» **Problem**
The data below is to be retyped exactly, line by line.

» **Stored data entries**
== Segment start ==
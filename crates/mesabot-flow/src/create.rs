// SPDX-FileCopyrightText: 2026 Mesabot Contributors
// SPDX-License-Identifier: MIT OR Apache-2.0

//! Confirmation-driven ticket creation.
//!
//! The draft never lives in conversation state: subject and category are
//! parsed back out of the summary message the dialogue engine showed the
//! sender, using two fixed markers. A summary without both markers is a
//! validation failure and must not reach the backend.

use std::sync::LazyLock;

use rand::seq::SliceRandom;
use regex::Regex;
use tracing::{info, warn};

use mesabot_core::conversation::{ConvState, Conversation};
use mesabot_core::types::{TicketDraft, normalize_digits};
use mesabot_core::MesabotError;

use crate::texts;
use crate::TicketFlow;

static SUBJECT_MARKER: LazyLock<Regex> =
    LazyLock::new(|| Regex::new(r"🖊️ Asunto: ([^\n]+)").unwrap());
static CATEGORY_MARKER: LazyLock<Regex> =
    LazyLock::new(|| Regex::new(r"📂 Categoría: ([^\n]+)").unwrap());

/// Extract `(subject, category)` from the confirmation summary.
fn parse_draft(summary: &str) -> Option<(String, String)> {
    let subject = SUBJECT_MARKER.captures(summary)?.get(1)?.as_str().trim();
    let category = CATEGORY_MARKER.captures(summary)?.get(1)?.as_str().trim();
    if subject.is_empty() || category.is_empty() {
        return None;
    }
    Some((subject.to_string(), category.to_string()))
}

impl TicketFlow {
    pub(crate) async fn create_ticket(
        &self,
        sender_id: &str,
        conv: &mut Conversation,
    ) -> Result<String, MesabotError> {
        let summary = conv.context.last_bot_message.clone().unwrap_or_default();
        let Some((subject_base, category)) = parse_draft(&summary) else {
            warn!(sender = sender_id, "confirmation without a readable draft summary");
            conv.reset();
            return Ok(texts::DRAFT_INCOMPLETE.to_string());
        };

        let technicians = self.helpdesk.support_technicians().await?;
        let Some(assigned) = technicians.choose(&mut rand::thread_rng()).cloned() else {
            return Err(MesabotError::Helpdesk {
                message: "support roster is empty, nobody to assign".to_string(),
                source: None,
            });
        };

        // A missing contact never blocks creation; the ticket just goes
        // out without the employee and office fields.
        let contact = match self.helpdesk.find_contact_by_phone(sender_id).await {
            Ok(contact) => contact,
            Err(err) => {
                warn!(sender = sender_id, error = %err, "contact lookup failed, creating without contact data");
                None
            }
        };

        let draft = TicketDraft {
            subject: format!("{category}: {subject_base}"),
            description: format!("📋 Ticket generado vía Mesabot WhatsApp\n\n{summary}"),
            phone_digits: normalize_digits(sender_id),
            employee: contact.as_ref().map(|c| c.name.clone()),
            office: contact.as_ref().map(|c| {
                c.office
                    .clone()
                    .filter(|office| !office.is_empty())
                    .unwrap_or_else(|| "No especificada".to_string())
            }),
            assigned_to: Some(assigned.id),
        };
        let ticket = self.helpdesk.create_ticket(&draft).await?;
        info!(
            sender = sender_id,
            ticket = ticket.id,
            technician = assigned.id,
            category = %category,
            "ticket created"
        );

        if let Some(notifier) = &self.notifier {
            notifier.notify_assignment(ticket.id, assigned.id).await;
        }

        conv.state = ConvState::AwaitingRating;
        conv.context.ticket_id = Some(ticket.id);
        conv.context.category = Some(category);
        Ok(texts::create_success(&ticket))
    }
}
== Segment end ==
» **Problem solution**
filename crates/mesabot-flow/src/create.rs
// SPDX-FileCopyrightText: 2026 Mesabot Contributors
// SPDX-License-Identifier: MIT OR Apache-2.0

//! Confirmation-driven ticket creation.
//!
//! The draft never lives in conversation state: subject and category are
//! parsed back out of the summary message the dialogue engine showed the
//! sender, using two fixed markers. A summary without both markers is a
//! validation failure and must not reach the backend.

use std::sync::LazyLock;

use rand::seq::SliceRandom;
use regex::Regex;
use tracing::{info, warn};

use mesabot_core::conversation::{ConvState, Conversation};
use mesabot_core::types::{TicketDraft, normalize_digits};
use mesabot_core::MesabotError;

use crate::texts;
use crate::TicketFlow;

static SUBJECT_MARKER: LazyLock<Regex> =
    LazyLock::new(|| Regex::new(r"🖊️ Asunto: ([^\n]+)").unwrap());
static CATEGORY_MARKER: LazyLock<Regex> =
    LazyLock::new(|| Regex::new(r"📂 Categoría: ([^\n]+)").unwrap());

/// Extract `(subject, category)` from the confirmation summary.
fn parse_draft(summary: &str) -> Option<(String, String)> {
    let subject = SUBJECT_MARKER.captures(summary)?.get(1)?.as_str().trim();
    let category = CATEGORY_MARKER.captures(summary)?.get(1)?.as_str().trim();
    if subject.is_empty() || category.is_empty() {
        return None;
    }
    Some((subject.to_string(), category.to_string()))
}

impl TicketFlow {
    pub(crate) async fn create_ticket(
        &self,
        sender_id: &str,
        conv: &mut Conversation,
    ) -> Result<String, MesabotError> {
        let summary = conv.context.last_bot_message.clone().unwrap_or_default();
        let Some((subject_base, category)) = parse_draft(&summary) else {
            warn!(sender = sender_id, "confirmation without a readable draft summary");
            conv.reset();
            return Ok(texts::DRAFT_INCOMPLETE.to_string());
        };

        let technicians = self.helpdesk.support_technicians().await?;
        let Some(assigned) = technicians.choose(&mut rand::thread_rng()).cloned() else {
            return Err(MesabotError::Helpdesk {
                message: "support roster is empty, nobody to assign".to_string(),
                source: None,
            });
        };

        // A missing contact never blocks creation; the ticket just goes
        // out without the employee and office fields.
        let contact = match self.helpdesk.find_contact_by_phone(sender_id).await {
            Ok(contact) => contact,
            Err(err) => {
                warn!(sender = sender_id, error = %err, "contact lookup failed, creating without contact data");
                None
            }
        };

        let draft = TicketDraft {
            subject: format!("{category}: {subject_base}"),
            description: format!("📋 Ticket generado vía Mesabot WhatsApp\n\n{summary}"),
            phone_digits: normalize_digits(sender_id),
            employee: contact.as_ref().map(|c| c.name.clone()),
            office: contact.as_ref().map(|c| {
                c.office
                    .clone()
                    .filter(|office| !office.is_empty())
                    .unwrap_or_else(|| "No especificada".to_string())
            }),
            assigned_to: Some(assigned.id),
        };
        let ticket = self.helpdesk.create_ticket(&draft).await?;
        info!(
            sender = sender_id,
            ticket = ticket.id,
            technician = assigned.id,
            category = %category,
            "ticket created"
        );

        if let Some(notifier) = &self.notifier {
            notifier.notify_assignment(ticket.id, assigned.id).await;
        }

        conv.state = ConvState::AwaitingRating;
        conv.context.ticket_id = Some(ticket.id);
        conv.context.category = Some(category);
        Ok(texts::create_success(&ticket))
    }
}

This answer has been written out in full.